This Is How You Encourage Corporate Incompetency, Ctd

Readers comment on the Boeing Board of Directors handling of the dismissal of the CEO:

Hear, hear Hue! Boeing lost their way. It seems to be a larger management issue or the loss of their primary goal. Safety first. Instead they build a new plane that pilots don’t know how to handle. All they’ve done since the MAX crashes is treat it like a PR problem. I know Boeing employees that are very angry. I hope they find their way.

Indeed. It is disappointing, though, to see that Muilenburg holds a Bachelor’s degree in Aerospace Engineering; this cannot be blamed on an MBA concentrating on profit.

Another:

I suspect the board itself highly profited off the same attention to profit at all costs priorities of the CEO, so in more than one way, they are complicit and simply paying off one of their own. There was a long chain of decisions that lead to this fiasco, not just one.

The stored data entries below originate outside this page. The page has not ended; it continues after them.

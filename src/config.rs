use std::time::Duration;

use url::Url;

use crate::{BucketeerSdk, Error, Provider, Result, SdkError};

/// Configuration for [`Provider`].
///
/// # Examples
/// ```
/// # use std::time::Duration;
/// # use bucketeer_openfeature::ProviderConfig;
/// let options = ProviderConfig::from_api_key("api-key")
///     .api_endpoint("api.example.com")
///     .tag("server")
///     .polling_interval(Duration::from_secs(30))
///     .build_options()
///     .unwrap();
/// assert_eq!(options.api_endpoint.as_str(), "https://api.example.com/");
/// ```
#[derive(Debug, Clone)]
pub struct ProviderConfig {
    api_key: String,
    api_endpoint: String,
    scheme: String,
    tag: String,
    polling_interval: Duration,
    enable_debug_log: bool,
}

/// Validated, immutable options handed to the Bucketeer SDK constructor.
#[derive(Debug, Clone, PartialEq, Eq)]
#[non_exhaustive]
pub struct SdkOptions {
    /// API key used to authenticate with Bucketeer.
    pub api_key: String,
    /// Bucketeer API endpoint, including scheme.
    pub api_endpoint: Url,
    /// Tag that scopes which flags are evaluated.
    pub tag: String,
    /// How often the SDK refreshes its local flag cache.
    pub polling_interval: Duration,
    /// Whether the SDK should log debug output.
    pub enable_debug_log: bool,
    /// Name of the wrapping SDK, reported to Bucketeer.
    pub wrapper_sdk_name: &'static str,
    /// Version of the wrapping SDK, reported to Bucketeer.
    pub wrapper_sdk_version: &'static str,
    /// Source id of the wrapping SDK, reported to Bucketeer.
    pub wrapper_source_id: i32,
}

impl ProviderConfig {
    /// Default API endpoint host.
    pub const DEFAULT_API_ENDPOINT: &'static str = "api.bucketeer.io";

    /// Default scheme for the API endpoint.
    pub const DEFAULT_SCHEME: &'static str = "https";

    /// Default tag.
    pub const DEFAULT_TAG: &'static str = "server";

    /// Default polling interval for the local flag cache.
    pub const DEFAULT_POLLING_INTERVAL: Duration = Duration::from_secs(60);

    /// Name reported as the wrapper SDK.
    pub const WRAPPER_SDK_NAME: &'static str = "openfeature-rust";

    /// Source id reported as the wrapper SDK.
    pub const WRAPPER_SOURCE_ID: i32 = 103;

    /// Create a default configuration using the specified API key.
    ///
    /// ```
    /// # use bucketeer_openfeature::ProviderConfig;
    /// ProviderConfig::from_api_key("api-key");
    /// ```
    pub fn from_api_key(api_key: impl Into<String>) -> Self {
        ProviderConfig {
            api_key: api_key.into(),
            api_endpoint: ProviderConfig::DEFAULT_API_ENDPOINT.to_owned(),
            scheme: ProviderConfig::DEFAULT_SCHEME.to_owned(),
            tag: ProviderConfig::DEFAULT_TAG.to_owned(),
            polling_interval: ProviderConfig::DEFAULT_POLLING_INTERVAL,
            enable_debug_log: false,
        }
    }

    /// Override the API endpoint host, e.g. `api.example.com`.
    pub fn api_endpoint(mut self, api_endpoint: impl Into<String>) -> Self {
        self.api_endpoint = api_endpoint.into();
        self
    }

    /// Override the scheme used to reach the API endpoint.
    pub fn scheme(mut self, scheme: impl Into<String>) -> Self {
        self.scheme = scheme.into();
        self
    }

    /// Set the tag that scopes flag evaluation.
    pub fn tag(mut self, tag: impl Into<String>) -> Self {
        self.tag = tag.into();
        self
    }

    /// Set how often the SDK refreshes its local flag cache.
    pub fn polling_interval(mut self, polling_interval: Duration) -> Self {
        self.polling_interval = polling_interval;
        self
    }

    /// Enable SDK debug logging.
    pub fn enable_debug_log(mut self, enable_debug_log: bool) -> Self {
        self.enable_debug_log = enable_debug_log;
        self
    }

    /// Validate the configuration.
    ///
    /// # Errors
    ///
    /// - [`Error::InvalidApiKey`] if the API key is empty.
    /// - [`Error::InvalidTag`] if the tag is empty.
    /// - [`Error::InvalidPollingInterval`] if the polling interval is zero.
    /// - [`Error::InvalidApiEndpoint`] if scheme and endpoint do not form a valid URL.
    pub fn build_options(self) -> Result<SdkOptions> {
        if self.api_key.is_empty() {
            return Err(Error::InvalidApiKey);
        }
        if self.tag.is_empty() {
            return Err(Error::InvalidTag);
        }
        if self.polling_interval.is_zero() {
            return Err(Error::InvalidPollingInterval);
        }
        let api_endpoint = Url::parse(&format!("{}://{}", self.scheme, self.api_endpoint))
            .map_err(Error::InvalidApiEndpoint)?;

        Ok(SdkOptions {
            api_key: self.api_key,
            api_endpoint,
            tag: self.tag,
            polling_interval: self.polling_interval,
            enable_debug_log: self.enable_debug_log,
            wrapper_sdk_name: ProviderConfig::WRAPPER_SDK_NAME,
            wrapper_sdk_version: env!("CARGO_PKG_VERSION"),
            wrapper_source_id: ProviderConfig::WRAPPER_SOURCE_ID,
        })
    }

    /// Create a new [`Provider`] using the specified configuration.
    ///
    /// `connect` is called once with the validated [`SdkOptions`] and must return a started
    /// Bucketeer SDK client.
    ///
    /// # Errors
    ///
    /// Any error from [`ProviderConfig::build_options`], or [`Error::Sdk`] if `connect` fails.
    pub fn to_provider<S, F, E>(self, connect: F) -> Result<Provider<S>>
    where
        S: BucketeerSdk,
        F: FnOnce(SdkOptions) -> std::result::Result<S, E>,
        E: Into<SdkError>,
    {
        let options = self.build_options()?;
        log::debug!(target: "bucketeer",
                    api_endpoint:display = options.api_endpoint,
                    tag:display = options.tag;
                    "starting bucketeer sdk");
        let sdk = connect(options).map_err(Error::sdk)?;
        Ok(Provider::new(sdk))
    }
}
use std::sync::Arc;

use crate::SdkError;

/// Represents a result type for provider construction and lifecycle operations.
///
/// Flag evaluation never returns this type: evaluation failures are reported inside
/// [`ResolutionDetails`](crate::ResolutionDetails) instead.
pub type Result<T> = std::result::Result<T, Error>;

/// Enum representing possible errors that can occur while configuring or running the provider.
#[derive(thiserror::Error, Debug, Clone)]
#[non_exhaustive]
pub enum Error {
    /// `api_key` is empty.
    #[error("api_key must not be empty")]
    InvalidApiKey,

    /// `tag` is empty.
    #[error("tag must not be empty")]
    InvalidTag,

    /// `api_endpoint` (combined with `scheme`) is not a valid URL.
    #[error("invalid api_endpoint configuration")]
    InvalidApiEndpoint(#[source] url::ParseError),

    /// `polling_interval` is zero.
    #[error("polling_interval must be greater than zero")]
    InvalidPollingInterval,

    /// The backend SDK failed to start or to close.
    #[error("bucketeer sdk error")]
    // Backend errors are usually not clonable, so we're wrapping them in an Arc.
    Sdk(#[source] Arc<dyn std::error::Error + Send + Sync>),
}

impl Error {
    pub(crate) fn sdk(err: impl Into<SdkError>) -> Error {
        Error::Sdk(Arc::from(err.into()))
    }
}
use crate::{EvaluationReason, Reason, ResolutionError};

/// Convert a Bucketeer evaluation reason into a provider [`Reason`].
///
/// Every `ERROR_*` code becomes [`Reason::Error`]; the specific code is preserved by
/// [`classify_error`] in the attached error.
pub(crate) fn convert_reason(reason: EvaluationReason) -> Reason {
    match reason {
        EvaluationReason::Target | EvaluationReason::Rule | EvaluationReason::Prerequisite => {
            Reason::TargetingMatch
        }
        EvaluationReason::Default => Reason::Default,
        EvaluationReason::Client => Reason::Static,
        EvaluationReason::OffVariation => Reason::Disabled,
        EvaluationReason::ErrorNoEvaluations
        | EvaluationReason::ErrorFlagNotFound
        | EvaluationReason::ErrorWrongType
        | EvaluationReason::ErrorUserIdNotSpecified
        | EvaluationReason::ErrorFeatureFlagIdNotSpecified
        | EvaluationReason::ErrorException
        | EvaluationReason::ErrorCacheNotFound => Reason::Error,
        EvaluationReason::Unrecognized => Reason::Unknown,
    }
}

/// Classify a Bucketeer evaluation reason as a [`ResolutionError`]. Returns `None` for reasons
/// that do not indicate an error.
pub(crate) fn classify_error(reason: EvaluationReason, feature_id: &str) -> Option<ResolutionError> {
    let error = match reason {
        EvaluationReason::Target
        | EvaluationReason::Rule
        | EvaluationReason::Default
        | EvaluationReason::Client
        | EvaluationReason::OffVariation
        | EvaluationReason::Prerequisite
        | EvaluationReason::Unrecognized => return None,
        EvaluationReason::ErrorFlagNotFound => {
            ResolutionError::flag_not_found(format!("flag {feature_id:?} not found ({reason})"))
        }
        EvaluationReason::ErrorWrongType => ResolutionError::type_mismatch(format!(
            "flag {feature_id:?} has a different type than requested ({reason})"
        )),
        EvaluationReason::ErrorUserIdNotSpecified => {
            ResolutionError::targeting_key_missing(format!("user id not specified ({reason})"))
        }
        EvaluationReason::ErrorFeatureFlagIdNotSpecified => {
            ResolutionError::general(format!("feature flag id not specified ({reason})"))
        }
        EvaluationReason::ErrorNoEvaluations => ResolutionError::general(format!(
            "no evaluations for flag {feature_id:?} ({reason})"
        )),
        EvaluationReason::ErrorCacheNotFound => ResolutionError::general(format!(
            "flag cache is not ready ({reason})"
        )),
        EvaluationReason::ErrorException => ResolutionError::general(format!(
            "unexpected error while evaluating flag {feature_id:?} ({reason})"
        )),
    };
    Some(error)
}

Possibly. On the other hand, the Wikipedia page on Muilenburg includes this action by the board:

On October 11, 2019, Boeing announced that the board had voted to separate the roles of chairman and chief executive officer, both of which were held by Muilenburg.

Generally, I don’t like to see the CEO holding a board position as well, since that makes the CEO his or her own boss, so at least the Boeing board is making motions of responsibility. Whether they’re honest or not will need to be evaluated in the future.

Misconceiving Your Job

Right here in Minnesota we’re having a Presidential Primary in March of next year, and the Republican ballot has been restricted to a single name. Jim Martin is unhappy:

[The Republican central committee] interpreted the new [Minnesota] law to mean that it has the power to choose which name will be printed on its political party’s ballot, and (more importantly) whose will not[3] despite the desire of other candidates to politically associate with its related political party[4]For the first time since we obtained statehood in 1858, we Minnesotans are unable to politically associate with the candidates who are seeking our support. In other words, you and I must first obtain the express permission of the central committees in order to advance the nomination of a candidate seeking to be elected!

But, it gets worse. As an absentee voter, I will receive and turn in my ballot early. As the candidate I desire to advance might not be printed on the primary ballot I receive, I will have to write-in that candidate’s name. However, the central committee is not required to inform anyone what names will be canvassed until about a month after I submit my ballot. In other words, I don’t have any way of knowing if my vote will be counted at the time I cast it!

Our longstanding history of a healthy and honest republic is damaged; our democracy is breaking down; the walkway has been paved for an egregious Soviet-style election process; and, as I demonstrated earlier[5], the corrupt election practices allowed by this law is openly taking place.

And he’s filed a lawsuit with the Minnesota Supreme Court. When I first discussed it, I skipped over this quote from Minnesota Republican chairwoman Jennifer Carnahan:

“My job as Chairwoman is to make sure we deliver our 10 electoral votes to the President.”

It’s really indicative of the second-raters who now run the machinery of the Republicans that they believe their job is to support President Trump in his reelection campaign, rather than give the Republican Party’s base the opportunity to select the best candidate available, whether his or her name is Trump, Walsh, Sanford, or Weld. Right now the Republican upper echelons appear to be a bunch of terrified mice, ready to do anything their master directs, rather than actually think about what’s best for country and party.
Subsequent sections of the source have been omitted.